'''

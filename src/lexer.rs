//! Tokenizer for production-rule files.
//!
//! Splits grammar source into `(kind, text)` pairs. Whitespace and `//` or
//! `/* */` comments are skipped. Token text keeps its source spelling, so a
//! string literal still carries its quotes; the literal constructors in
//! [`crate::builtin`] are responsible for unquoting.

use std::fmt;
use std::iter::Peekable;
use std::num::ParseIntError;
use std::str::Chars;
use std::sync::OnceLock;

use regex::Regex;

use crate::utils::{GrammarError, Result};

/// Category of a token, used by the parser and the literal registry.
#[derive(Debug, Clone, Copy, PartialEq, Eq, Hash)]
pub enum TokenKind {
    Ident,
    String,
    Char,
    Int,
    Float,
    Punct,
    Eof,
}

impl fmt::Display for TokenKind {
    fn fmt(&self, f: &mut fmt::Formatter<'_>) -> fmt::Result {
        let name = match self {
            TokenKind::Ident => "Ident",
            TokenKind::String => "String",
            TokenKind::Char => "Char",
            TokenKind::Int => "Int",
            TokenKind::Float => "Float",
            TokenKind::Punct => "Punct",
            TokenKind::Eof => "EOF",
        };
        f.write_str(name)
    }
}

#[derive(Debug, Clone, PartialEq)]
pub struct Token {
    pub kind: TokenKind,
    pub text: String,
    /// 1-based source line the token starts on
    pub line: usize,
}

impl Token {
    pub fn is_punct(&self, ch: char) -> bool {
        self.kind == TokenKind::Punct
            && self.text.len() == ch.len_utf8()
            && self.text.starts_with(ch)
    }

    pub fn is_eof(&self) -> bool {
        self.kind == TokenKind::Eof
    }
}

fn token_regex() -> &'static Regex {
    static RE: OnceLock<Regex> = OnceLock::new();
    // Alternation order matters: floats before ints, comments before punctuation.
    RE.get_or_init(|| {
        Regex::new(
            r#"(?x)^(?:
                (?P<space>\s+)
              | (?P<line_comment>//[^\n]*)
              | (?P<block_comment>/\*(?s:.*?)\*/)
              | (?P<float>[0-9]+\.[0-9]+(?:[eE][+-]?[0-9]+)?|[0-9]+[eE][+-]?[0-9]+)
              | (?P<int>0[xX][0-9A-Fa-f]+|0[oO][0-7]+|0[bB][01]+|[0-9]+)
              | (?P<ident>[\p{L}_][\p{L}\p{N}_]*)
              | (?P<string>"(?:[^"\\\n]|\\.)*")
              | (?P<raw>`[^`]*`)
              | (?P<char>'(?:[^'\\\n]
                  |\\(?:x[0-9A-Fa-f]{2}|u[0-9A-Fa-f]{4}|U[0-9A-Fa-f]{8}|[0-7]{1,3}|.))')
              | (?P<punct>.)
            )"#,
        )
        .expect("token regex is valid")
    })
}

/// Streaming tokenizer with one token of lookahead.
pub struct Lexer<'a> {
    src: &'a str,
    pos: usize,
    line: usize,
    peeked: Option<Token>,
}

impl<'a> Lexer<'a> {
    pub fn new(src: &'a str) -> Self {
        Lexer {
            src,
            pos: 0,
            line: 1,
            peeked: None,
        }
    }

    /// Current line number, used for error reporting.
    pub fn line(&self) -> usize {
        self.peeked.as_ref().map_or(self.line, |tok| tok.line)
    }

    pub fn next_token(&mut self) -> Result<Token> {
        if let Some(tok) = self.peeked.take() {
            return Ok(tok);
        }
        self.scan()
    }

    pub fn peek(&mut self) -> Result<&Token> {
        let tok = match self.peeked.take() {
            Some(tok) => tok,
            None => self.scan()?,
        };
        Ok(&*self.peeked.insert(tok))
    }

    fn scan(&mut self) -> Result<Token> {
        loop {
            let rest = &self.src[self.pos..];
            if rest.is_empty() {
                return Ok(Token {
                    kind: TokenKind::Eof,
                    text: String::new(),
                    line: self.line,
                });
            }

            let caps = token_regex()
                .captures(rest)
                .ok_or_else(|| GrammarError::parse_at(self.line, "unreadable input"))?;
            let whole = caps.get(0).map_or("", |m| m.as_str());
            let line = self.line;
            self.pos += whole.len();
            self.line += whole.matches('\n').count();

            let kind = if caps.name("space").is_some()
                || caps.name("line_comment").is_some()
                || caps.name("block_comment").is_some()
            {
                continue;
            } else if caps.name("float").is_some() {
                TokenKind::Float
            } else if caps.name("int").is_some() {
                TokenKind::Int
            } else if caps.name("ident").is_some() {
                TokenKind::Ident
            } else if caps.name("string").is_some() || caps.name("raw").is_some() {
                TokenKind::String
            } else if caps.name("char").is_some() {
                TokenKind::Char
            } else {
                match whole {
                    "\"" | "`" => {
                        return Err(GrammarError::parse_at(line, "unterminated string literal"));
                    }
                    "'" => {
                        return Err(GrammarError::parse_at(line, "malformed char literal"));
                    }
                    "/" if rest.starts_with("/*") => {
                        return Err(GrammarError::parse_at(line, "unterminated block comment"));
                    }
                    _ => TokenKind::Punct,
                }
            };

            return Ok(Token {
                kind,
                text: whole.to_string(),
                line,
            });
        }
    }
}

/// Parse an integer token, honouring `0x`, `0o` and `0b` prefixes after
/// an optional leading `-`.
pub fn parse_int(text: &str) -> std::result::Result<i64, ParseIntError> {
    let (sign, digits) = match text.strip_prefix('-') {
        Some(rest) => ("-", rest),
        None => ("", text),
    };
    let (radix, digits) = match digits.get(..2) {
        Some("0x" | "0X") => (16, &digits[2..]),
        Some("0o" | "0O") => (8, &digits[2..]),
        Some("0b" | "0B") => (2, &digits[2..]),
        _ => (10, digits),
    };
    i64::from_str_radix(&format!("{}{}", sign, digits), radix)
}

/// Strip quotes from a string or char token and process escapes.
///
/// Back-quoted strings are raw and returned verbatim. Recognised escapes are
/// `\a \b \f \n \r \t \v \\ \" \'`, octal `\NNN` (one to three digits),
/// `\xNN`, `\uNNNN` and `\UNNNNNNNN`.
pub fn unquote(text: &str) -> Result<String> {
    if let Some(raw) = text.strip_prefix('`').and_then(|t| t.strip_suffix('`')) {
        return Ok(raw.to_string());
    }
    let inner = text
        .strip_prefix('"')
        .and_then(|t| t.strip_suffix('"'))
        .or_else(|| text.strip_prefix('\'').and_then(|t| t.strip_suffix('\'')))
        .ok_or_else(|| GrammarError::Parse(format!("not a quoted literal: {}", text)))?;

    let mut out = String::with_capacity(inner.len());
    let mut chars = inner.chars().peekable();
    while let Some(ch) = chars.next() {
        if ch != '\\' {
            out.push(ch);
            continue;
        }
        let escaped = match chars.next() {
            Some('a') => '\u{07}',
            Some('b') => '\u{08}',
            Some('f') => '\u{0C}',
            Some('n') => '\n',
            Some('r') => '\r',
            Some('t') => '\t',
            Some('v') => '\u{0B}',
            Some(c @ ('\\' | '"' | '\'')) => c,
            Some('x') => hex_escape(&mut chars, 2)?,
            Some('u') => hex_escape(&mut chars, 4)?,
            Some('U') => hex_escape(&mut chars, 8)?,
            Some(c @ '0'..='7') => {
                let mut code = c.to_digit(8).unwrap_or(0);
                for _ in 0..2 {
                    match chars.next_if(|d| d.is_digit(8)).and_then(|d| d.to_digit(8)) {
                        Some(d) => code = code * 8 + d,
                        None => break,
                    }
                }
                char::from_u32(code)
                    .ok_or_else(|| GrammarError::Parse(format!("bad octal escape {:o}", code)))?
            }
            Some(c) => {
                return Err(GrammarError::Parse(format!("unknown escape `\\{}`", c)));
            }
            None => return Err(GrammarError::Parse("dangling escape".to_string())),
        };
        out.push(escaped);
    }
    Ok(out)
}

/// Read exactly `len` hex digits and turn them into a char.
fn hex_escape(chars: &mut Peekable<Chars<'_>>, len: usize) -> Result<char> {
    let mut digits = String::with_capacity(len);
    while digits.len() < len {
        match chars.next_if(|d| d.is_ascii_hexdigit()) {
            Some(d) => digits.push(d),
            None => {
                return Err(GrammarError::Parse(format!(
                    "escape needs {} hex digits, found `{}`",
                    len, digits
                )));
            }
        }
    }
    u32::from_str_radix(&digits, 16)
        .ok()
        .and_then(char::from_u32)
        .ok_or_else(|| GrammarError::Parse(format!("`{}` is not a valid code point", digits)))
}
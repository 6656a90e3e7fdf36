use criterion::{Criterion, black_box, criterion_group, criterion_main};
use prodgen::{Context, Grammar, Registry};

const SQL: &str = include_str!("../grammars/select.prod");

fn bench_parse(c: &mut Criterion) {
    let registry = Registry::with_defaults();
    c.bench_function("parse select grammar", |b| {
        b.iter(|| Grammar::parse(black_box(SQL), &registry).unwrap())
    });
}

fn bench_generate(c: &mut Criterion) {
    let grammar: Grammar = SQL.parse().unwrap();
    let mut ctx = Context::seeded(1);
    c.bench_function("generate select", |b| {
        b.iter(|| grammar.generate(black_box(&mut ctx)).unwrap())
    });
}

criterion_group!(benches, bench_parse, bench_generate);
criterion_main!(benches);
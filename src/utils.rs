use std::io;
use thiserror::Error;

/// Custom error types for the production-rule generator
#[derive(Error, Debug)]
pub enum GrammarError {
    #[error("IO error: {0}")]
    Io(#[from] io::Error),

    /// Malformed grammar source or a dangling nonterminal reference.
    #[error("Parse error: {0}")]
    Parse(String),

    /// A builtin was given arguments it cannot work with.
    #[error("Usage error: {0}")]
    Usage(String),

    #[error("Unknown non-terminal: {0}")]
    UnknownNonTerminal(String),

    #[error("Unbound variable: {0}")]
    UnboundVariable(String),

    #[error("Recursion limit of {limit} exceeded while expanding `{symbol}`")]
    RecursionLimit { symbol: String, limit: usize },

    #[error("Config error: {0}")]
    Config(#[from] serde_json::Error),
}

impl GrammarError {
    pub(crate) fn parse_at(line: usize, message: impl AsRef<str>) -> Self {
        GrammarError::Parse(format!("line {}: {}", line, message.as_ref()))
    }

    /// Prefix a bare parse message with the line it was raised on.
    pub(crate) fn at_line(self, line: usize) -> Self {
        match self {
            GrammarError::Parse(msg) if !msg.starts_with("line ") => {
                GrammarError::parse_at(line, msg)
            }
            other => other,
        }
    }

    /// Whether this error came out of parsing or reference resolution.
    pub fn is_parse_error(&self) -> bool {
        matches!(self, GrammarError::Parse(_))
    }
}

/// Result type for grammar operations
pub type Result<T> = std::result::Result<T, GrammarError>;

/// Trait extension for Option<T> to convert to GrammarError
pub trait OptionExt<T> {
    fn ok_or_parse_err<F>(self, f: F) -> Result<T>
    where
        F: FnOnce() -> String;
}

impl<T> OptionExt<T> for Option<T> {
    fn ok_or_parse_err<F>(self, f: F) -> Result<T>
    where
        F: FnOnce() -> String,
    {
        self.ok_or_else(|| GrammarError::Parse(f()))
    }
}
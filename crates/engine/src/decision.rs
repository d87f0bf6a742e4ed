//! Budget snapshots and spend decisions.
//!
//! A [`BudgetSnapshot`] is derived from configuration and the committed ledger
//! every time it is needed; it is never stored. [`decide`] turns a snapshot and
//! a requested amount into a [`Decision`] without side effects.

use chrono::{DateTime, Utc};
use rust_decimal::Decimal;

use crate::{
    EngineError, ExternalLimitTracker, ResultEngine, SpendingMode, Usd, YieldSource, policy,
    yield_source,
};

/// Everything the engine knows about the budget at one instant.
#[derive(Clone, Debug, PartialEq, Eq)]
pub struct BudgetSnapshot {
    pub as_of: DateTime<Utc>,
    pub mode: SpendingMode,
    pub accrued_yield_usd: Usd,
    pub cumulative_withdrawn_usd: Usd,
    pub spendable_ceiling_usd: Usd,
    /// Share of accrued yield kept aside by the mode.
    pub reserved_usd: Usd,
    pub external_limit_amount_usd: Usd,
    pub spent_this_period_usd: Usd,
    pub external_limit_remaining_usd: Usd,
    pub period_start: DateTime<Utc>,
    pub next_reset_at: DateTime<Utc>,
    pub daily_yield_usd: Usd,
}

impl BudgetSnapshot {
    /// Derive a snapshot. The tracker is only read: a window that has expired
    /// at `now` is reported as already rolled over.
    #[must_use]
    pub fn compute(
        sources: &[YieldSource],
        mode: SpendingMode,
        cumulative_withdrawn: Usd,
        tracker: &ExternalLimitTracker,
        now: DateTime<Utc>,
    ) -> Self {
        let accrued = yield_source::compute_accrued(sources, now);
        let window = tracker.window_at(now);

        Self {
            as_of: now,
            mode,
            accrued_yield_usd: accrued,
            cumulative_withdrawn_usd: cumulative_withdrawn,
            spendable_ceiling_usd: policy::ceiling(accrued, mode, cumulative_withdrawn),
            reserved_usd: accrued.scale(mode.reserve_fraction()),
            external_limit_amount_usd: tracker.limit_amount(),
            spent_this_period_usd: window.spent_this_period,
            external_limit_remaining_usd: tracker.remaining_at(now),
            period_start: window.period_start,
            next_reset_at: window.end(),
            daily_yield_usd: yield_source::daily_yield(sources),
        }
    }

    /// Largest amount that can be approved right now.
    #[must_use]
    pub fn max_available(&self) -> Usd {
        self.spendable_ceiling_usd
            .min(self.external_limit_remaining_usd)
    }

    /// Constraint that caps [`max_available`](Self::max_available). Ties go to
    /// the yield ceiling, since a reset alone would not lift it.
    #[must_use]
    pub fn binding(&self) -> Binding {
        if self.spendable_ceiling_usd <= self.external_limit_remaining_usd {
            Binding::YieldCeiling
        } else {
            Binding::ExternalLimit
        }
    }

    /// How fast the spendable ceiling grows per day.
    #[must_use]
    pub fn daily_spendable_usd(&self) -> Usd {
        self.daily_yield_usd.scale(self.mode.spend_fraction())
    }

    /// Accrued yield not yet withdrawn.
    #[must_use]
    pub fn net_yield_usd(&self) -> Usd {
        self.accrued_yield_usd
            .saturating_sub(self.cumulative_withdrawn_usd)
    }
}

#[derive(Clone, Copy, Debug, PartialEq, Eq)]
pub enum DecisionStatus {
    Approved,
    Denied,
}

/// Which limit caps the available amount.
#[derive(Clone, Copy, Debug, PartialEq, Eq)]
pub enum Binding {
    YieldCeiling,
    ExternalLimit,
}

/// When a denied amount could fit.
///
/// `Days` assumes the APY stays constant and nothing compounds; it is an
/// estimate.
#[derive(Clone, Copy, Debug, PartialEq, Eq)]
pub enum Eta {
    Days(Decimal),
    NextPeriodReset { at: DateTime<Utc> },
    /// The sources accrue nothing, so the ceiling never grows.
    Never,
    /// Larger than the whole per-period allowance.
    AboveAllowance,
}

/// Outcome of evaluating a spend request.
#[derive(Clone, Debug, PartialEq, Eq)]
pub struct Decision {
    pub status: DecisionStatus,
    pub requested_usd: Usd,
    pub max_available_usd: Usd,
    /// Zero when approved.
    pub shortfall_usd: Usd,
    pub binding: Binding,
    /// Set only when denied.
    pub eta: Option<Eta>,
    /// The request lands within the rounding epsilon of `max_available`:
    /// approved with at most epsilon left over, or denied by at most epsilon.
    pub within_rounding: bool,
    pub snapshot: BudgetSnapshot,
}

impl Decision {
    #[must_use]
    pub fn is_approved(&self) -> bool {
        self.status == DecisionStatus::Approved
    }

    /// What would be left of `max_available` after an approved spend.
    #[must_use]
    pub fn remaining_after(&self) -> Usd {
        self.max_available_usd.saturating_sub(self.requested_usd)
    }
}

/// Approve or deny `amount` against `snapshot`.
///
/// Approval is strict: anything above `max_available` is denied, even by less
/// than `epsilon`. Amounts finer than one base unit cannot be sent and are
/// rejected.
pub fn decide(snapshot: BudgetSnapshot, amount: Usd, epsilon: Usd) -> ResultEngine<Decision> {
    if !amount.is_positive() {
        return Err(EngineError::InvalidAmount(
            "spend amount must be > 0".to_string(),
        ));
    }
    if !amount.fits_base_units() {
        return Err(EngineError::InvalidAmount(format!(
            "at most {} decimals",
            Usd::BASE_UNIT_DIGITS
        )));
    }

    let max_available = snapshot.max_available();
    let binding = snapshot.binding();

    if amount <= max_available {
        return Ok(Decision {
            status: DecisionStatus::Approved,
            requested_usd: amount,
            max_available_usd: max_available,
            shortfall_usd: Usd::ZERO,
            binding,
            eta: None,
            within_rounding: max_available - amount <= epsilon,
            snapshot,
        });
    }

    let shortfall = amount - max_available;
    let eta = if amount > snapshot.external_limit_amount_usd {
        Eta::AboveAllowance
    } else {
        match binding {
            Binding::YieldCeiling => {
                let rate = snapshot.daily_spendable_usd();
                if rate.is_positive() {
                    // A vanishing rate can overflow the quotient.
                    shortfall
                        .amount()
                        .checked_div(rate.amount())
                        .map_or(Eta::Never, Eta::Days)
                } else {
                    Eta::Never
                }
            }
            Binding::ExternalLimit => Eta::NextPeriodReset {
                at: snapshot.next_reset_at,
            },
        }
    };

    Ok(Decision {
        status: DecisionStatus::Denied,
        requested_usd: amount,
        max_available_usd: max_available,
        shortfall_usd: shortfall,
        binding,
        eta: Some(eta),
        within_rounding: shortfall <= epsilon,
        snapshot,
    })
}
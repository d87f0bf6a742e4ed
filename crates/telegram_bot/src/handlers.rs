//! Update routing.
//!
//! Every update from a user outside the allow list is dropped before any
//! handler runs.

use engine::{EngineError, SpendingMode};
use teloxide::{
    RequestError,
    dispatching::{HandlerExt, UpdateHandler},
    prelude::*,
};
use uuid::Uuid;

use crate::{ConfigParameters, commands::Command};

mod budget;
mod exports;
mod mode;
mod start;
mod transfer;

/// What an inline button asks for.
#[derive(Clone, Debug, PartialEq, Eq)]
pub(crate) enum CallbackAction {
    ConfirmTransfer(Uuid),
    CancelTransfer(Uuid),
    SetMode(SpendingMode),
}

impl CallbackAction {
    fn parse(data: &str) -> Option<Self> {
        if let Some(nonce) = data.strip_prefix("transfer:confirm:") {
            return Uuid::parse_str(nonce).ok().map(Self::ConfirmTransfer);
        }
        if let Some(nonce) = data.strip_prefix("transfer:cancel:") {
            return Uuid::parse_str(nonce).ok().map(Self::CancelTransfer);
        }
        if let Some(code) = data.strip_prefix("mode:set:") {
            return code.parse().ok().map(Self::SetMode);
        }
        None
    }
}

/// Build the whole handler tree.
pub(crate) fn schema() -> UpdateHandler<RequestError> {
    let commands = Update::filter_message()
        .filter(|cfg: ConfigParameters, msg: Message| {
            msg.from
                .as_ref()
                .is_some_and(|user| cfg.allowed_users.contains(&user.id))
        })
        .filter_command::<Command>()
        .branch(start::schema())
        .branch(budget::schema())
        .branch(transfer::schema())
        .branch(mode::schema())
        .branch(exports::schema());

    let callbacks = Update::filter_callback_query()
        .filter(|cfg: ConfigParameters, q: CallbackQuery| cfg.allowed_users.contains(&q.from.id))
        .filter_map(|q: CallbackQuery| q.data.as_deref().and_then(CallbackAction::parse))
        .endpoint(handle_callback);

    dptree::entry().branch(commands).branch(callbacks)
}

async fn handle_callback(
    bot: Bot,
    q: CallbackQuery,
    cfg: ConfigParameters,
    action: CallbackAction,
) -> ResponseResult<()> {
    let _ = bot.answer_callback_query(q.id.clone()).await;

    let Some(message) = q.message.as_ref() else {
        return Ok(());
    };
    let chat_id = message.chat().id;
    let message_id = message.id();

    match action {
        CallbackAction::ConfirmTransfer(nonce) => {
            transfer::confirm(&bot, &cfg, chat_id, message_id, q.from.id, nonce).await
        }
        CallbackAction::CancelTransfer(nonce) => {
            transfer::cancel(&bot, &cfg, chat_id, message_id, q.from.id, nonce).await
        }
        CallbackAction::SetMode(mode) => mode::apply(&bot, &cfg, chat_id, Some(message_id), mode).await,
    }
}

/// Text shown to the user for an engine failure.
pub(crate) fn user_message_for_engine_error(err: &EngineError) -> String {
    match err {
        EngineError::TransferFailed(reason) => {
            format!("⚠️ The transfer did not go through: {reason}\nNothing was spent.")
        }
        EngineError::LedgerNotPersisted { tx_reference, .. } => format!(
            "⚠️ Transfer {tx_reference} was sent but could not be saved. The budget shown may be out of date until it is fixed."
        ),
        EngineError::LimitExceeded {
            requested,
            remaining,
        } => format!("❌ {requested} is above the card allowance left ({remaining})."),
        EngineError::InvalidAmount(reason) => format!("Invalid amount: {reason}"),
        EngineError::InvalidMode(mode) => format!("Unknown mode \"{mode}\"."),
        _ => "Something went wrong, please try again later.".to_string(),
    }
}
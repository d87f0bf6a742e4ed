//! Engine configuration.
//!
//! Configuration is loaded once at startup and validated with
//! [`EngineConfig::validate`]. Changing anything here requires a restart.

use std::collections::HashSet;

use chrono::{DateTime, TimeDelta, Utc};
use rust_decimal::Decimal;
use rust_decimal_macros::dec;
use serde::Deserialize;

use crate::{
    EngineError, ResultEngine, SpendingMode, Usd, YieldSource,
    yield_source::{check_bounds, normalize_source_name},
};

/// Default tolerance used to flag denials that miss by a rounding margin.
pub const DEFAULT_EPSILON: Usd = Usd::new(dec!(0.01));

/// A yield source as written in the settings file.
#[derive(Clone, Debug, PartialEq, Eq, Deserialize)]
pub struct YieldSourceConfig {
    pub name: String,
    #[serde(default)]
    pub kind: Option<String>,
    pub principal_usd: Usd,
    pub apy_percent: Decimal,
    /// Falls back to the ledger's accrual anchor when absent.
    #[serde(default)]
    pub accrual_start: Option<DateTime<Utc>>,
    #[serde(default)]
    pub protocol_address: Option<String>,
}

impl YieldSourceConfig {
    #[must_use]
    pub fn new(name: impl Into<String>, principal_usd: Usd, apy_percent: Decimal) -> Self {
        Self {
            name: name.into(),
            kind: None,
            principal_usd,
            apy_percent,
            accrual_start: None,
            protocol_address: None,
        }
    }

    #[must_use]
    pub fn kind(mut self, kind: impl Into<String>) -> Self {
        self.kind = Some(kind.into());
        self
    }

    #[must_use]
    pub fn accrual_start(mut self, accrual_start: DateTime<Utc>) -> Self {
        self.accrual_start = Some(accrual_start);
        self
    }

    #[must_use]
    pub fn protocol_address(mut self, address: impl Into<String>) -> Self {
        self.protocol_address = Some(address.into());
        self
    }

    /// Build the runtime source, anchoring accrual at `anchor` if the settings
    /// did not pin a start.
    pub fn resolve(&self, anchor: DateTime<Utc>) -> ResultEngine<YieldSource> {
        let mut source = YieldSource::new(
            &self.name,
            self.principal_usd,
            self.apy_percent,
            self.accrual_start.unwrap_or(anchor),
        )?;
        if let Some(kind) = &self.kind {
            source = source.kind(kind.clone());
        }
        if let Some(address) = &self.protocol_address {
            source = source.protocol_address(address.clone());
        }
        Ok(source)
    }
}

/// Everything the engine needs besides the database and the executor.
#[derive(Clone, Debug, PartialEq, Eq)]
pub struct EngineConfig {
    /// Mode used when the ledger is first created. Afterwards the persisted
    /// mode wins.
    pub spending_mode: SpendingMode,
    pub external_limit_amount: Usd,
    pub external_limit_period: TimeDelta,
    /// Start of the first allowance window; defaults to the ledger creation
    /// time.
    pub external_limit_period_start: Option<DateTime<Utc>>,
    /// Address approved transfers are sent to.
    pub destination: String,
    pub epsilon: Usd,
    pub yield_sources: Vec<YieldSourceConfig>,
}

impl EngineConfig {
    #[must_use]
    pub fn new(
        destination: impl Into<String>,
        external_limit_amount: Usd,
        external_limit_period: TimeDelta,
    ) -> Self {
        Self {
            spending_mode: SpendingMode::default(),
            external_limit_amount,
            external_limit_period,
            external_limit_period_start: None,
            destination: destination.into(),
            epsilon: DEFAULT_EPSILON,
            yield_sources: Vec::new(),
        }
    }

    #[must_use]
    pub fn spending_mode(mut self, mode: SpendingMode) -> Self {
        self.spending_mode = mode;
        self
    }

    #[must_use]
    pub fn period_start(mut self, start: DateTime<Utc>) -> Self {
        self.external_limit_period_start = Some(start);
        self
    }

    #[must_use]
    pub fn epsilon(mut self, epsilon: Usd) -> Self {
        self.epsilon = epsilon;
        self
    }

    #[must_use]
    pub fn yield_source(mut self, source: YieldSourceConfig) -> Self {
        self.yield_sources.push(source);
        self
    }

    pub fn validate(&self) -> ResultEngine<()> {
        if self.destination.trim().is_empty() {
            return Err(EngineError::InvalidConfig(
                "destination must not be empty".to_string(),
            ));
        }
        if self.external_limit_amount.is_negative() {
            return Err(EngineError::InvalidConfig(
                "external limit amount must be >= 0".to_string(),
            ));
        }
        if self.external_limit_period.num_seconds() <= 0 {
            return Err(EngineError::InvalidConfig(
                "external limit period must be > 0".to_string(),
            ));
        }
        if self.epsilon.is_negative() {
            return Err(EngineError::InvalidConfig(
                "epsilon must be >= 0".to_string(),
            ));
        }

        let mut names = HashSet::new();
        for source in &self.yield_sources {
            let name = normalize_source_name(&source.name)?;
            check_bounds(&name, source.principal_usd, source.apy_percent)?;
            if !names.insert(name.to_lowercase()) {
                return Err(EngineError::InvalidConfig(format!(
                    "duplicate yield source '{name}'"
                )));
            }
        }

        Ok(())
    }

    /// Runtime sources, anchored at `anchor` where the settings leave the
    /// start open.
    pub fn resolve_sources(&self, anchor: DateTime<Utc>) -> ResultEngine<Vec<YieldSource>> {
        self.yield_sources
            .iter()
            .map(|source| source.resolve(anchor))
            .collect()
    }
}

'''

- **WHAT YOU SHOULD DO**:
Please state how many lines in the records above hold the word "window", giving only the number.

- **PROBLEM SOLUTION**:
6